A BMW fez um tremendo esforço tecnológico com a i3 e i8, desenhando uma plataforma de carbono leve específica e muito sofisticada, destinada a compensar parcialmente o peso das baterias... e claro, eu queria que o design e estilo exterior reflectisse isso, com um design muito tecnológico, futurista e original. O objetivo foi mais do que cumprido, e a i3 é um anúncio rolante, além de ter uma imagem que vai atrair potenciais clientes, que vão valorizar seu design que transmite uma certa qualidade, originalidade, modernidade e tecnologia.

Conceito de QE da Geração Mercedes-Benz

A Mercedes diz que vai lançar toda uma gama de modelos sob a marca EQ: desde o grande SUV até ao descapotável de dois lugares, e desta vez parece que a marca mais antiga do mundo está a falar a sério. É por isso que o design deste Conceito de QE precisa de ser analisado cuidadosamente. Certamente não é revolucionário, e nada nas proporções do EQ Concept sugere sua tecnologia elétrica - de fato, seu proeminente volume frontal parece desnecessariamente grande - anunciando um conceito de design muito conservador, que certamente irá se estender aos modelos de produção.

Nem os designers de Stuttgart ousaram dispensar a típica grelha da marca, desnecessária num carro eléctrico, desenhando uma tela virtual simplista, que só faz sentido do ponto de vista ornamental, e que lembra as grelhas "autocolantes" de alguns carros NASCAR ... mas a última gota é o "ornamento" da zona inferior do pára-choques traseiro que se destina a lembrar algumas saídas de escape ... Caso contrário, as cores azuis habituais dos carros eléctricos, e pouco mais ...

Contudo, devemos reconhecer que o design é agradável e sugere aerodinâmica, e imagino que este conservadorismo no design deve ter sido muito meditado pelos membros do conselho de administração.

Conceito de identificação da Volkswagen

Talvez o carro conceito eléctrico mais interessante do ponto de vista do design seja o recente VW I.D., porque para além de prever o irmão eléctrico do Golfe, apresenta um design muito coerente e até imaginativo para aquilo a que a marca alemã está habituada.

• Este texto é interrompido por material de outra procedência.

//! Message publishing/subscription abstraction (mechanics only).
//!
//! The chat gateway and the game talk over named topics on a pub/sub bus: the gateway
//! publishes every chat message to an inbound topic and relays whatever is published on
//! an outbound topic back to the chat service.
//!
//! ## Delivery
//!
//! - **At-most-once**: pub/sub is not durable; messages published while nobody is
//!   subscribed are gone. Transport reliability is explicitly not our concern.
//! - **Per-topic fan-out**: every subscription to a topic gets its own copy.
//! - **Ordering**: messages from one publisher arrive in publish order.

use std::sync::Arc;

use async_trait::async_trait;
use thiserror::Error;
use tokio::sync::mpsc;

/// A subscription to one topic.
///
/// Designed for a single consumer task. The subscription ends (`recv` returns `None`)
/// once the bus side drops its sender, e.g. because the connection closed.
#[derive(Debug)]
pub struct Subscription<M> {
    receiver: mpsc::UnboundedReceiver<M>,
}

impl<M> Subscription<M> {
    pub fn new(receiver: mpsc::UnboundedReceiver<M>) -> Self {
        Self { receiver }
    }

    /// Wait for the next message. `None` means the feed has closed.
    pub async fn recv(&mut self) -> Option<M> {
        self.receiver.recv().await
    }

    /// Try to receive a message without waiting.
    pub fn try_recv(&mut self) -> Result<M, mpsc::error::TryRecvError> {
        self.receiver.try_recv()
    }
}

/// Bus operation error.
#[derive(Debug, Error)]
pub enum BusError {
    #[error("bus connection error: {0}")]
    Connection(String),

    #[error("publish failed: {0}")]
    Publish(String),

    #[error("subscribe failed: {0}")]
    Subscribe(String),

    #[error("bus state poisoned")]
    Poisoned,
}

/// Topic-addressed pub/sub bus.
///
/// Implementations: [`crate::InMemoryMessageBus`] for tests/dev and the Redis pub/sub
/// bus in `dbtc-infra`.
#[async_trait]
pub trait MessageBus<M>: Send + Sync
where
    M: Send + 'static,
{
    async fn publish(&self, topic: &str, message: M) -> Result<(), BusError>;

    async fn subscribe(&self, topic: &str) -> Result<Subscription<M>, BusError>;
}

#[async_trait]
impl<M, B> MessageBus<M> for Arc<B>
where
    M: Send + 'static,
    B: MessageBus<M> + ?Sized,
{
    async fn publish(&self, topic: &str, message: M) -> Result<(), BusError> {
        (**self).publish(topic, message).await
    }

    async fn subscribe(&self, topic: &str) -> Result<Subscription<M>, BusError> {
        (**self).subscribe(topic).await
    }
}
use std::collections::HashMap;
use std::sync::RwLock;

use async_trait::async_trait;

use dbtc_core::{ExpectedVersion, UserId};
use dbtc_game::{Job, Profile};

use super::r#trait::{ProfileStore, StoreError, UserChanges, UserSnapshot};

#[derive(Debug, Clone, Default)]
struct UserRecord {
    profile: Option<Profile>,
    jobs: Option<Vec<Job>>,
    revision: u64,
}

/// In-memory profile store.
///
/// Intended for tests/dev. Same revision semantics as the Redis store; no IO.
#[derive(Debug, Default)]
pub struct InMemoryProfileStore {
    users: RwLock<HashMap<UserId, UserRecord>>,
}

impl InMemoryProfileStore {
    pub fn new() -> Self {
        Self::default()
    }

    /// Current revision of a user (0 if never written).
    pub fn revision(&self, user: &UserId) -> u64 {
        self.users
            .read()
            .map(|u| u.get(user).map_or(0, |r| r.revision))
            .unwrap_or(0)
    }
}

#[async_trait]
impl ProfileStore for InMemoryProfileStore {
    async fn get(&self, user: &UserId) -> Result<Profile, StoreError> {
        let mut users = self.users.write().map_err(|_| StoreError::Poisoned)?;
        let record = users.entry(user.clone()).or_default();
        Ok(record
            .profile
            .get_or_insert_with(|| Profile::new(user.clone()))
            .clone())
    }

    async fn put(&self, profile: &Profile) -> Result<(), StoreError> {
        let mut users = self.users.write().map_err(|_| StoreError::Poisoned)?;
        let record = users.entry(profile.id.clone()).or_default();
        record.profile = Some(profile.clone());
        record.revision += 1;
        Ok(())
    }

    async fn get_available(&self, user: &UserId) -> Result<Vec<Job>, StoreError> {
        let users = self.users.read().map_err(|_| StoreError::Poisoned)?;
        Ok(users
            .get(user)
            .and_then(|r| r.jobs.clone())
            .unwrap_or_default())
    }

    async fn set_available(&self, user: &UserId, jobs: &[Job]) -> Result<(), StoreError> {
        let mut users = self.users.write().map_err(|_| StoreError::Poisoned)?;
        let record = users.entry(user.clone()).or_default();
        record.jobs = Some(jobs.to_vec());
        record.revision += 1;
        Ok(())
    }

    async fn load(&self, user: &UserId) -> Result<UserSnapshot, StoreError> {
        let users = self.users.read().map_err(|_| StoreError::Poisoned)?;
        let record = users.get(user).cloned().unwrap_or_default();
        Ok(UserSnapshot {
            profile: record.profile.unwrap_or_else(|| Profile::new(user.clone())),
            jobs: record.jobs.unwrap_or_default(),
            revision: record.revision,
        })
    }

    async fn commit(
        &self,
        user: &UserId,
        expected: ExpectedVersion,
        changes: UserChanges,
    ) -> Result<u64, StoreError> {
        let mut users = self.users.write().map_err(|_| StoreError::Poisoned)?;
        let record = users.entry(user.clone()).or_default();

        if !expected.matches(record.revision) {
            return Err(StoreError::Conflict {
                user: user.clone(),
                expected,
                actual: record.revision,
            });
        }

        if let Some(profile) = changes.profile {
            record.profile = Some(profile);
        }
        if let Some(jobs) = changes.jobs {
            record.jobs = Some(jobs);
        }
        record.revision += 1;

        Ok(record.revision)
    }
}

As proporções são muito interessantes, e sua silhueta com um capô muito curto é consistente com a arquitetura, que não precisa de um volume anterior que abrigue o motor.

No que diz respeito à linguagem de design, acho que é uma evolução interessante da que começou com o brilhante Up! O dinamismo é alcançado brincando com os volumes, que integram as rodas no design geral, e com as nervuras que envolvem o carro e delimitam perfeitamente a cintura, com janelas laterais atraentes e de forte inclinação. As superfícies combinam graciosamente curvas com arestas vivas, e não há um toque de agressividade, nem nervos desnecessários de caráter. Em geral, o design bastante minimalista sugere a economia de materiais que os clientes amigos do ambiente apreciam.

Mais uma vez, os estilistas tiveram de "fazer alguma coisa" à frente do carro, pois o nosso subconsciente - habituado a grelhas no pára-choques dianteiro - rejeitaria um pára-choques dianteiro monocromático, e desenharam um curioso pontilhado prateado de cor prata. Uma solução que contribui para a aparência amigável do carro, e embora faça lembrar um design de grelha, deixa claro que se trata de um carro muito especial, um veículo que não desperdiça energia ao gerar muito calor. Bem pensado.

Será este o design dos carros do futuro?

É significativo que enquanto o design dos carros "normais" se torna cada vez mais agressivo e com aberturas de ventilação que sugerem tremendas perdas de energia - sob a forma de calor - vemos que os carros eléctricos concept se movem na direcção oposta, com formas simples que sugerem economia de recursos, simpatia, aerodinâmica, leveza e limpeza, algo perfeitamente lógico. Por outro lado, a simplicidade do seu design também sugere a fiabilidade de coisas simples?

Talvez eu esteja errado, mas talvez em alguns anos a estética limpa e amigável dos carros elétricos prevaleça, e os demais carros de combustão tenderão a imitá-los, disfarçando sua condição de dinossauros excitados e superaquecidos.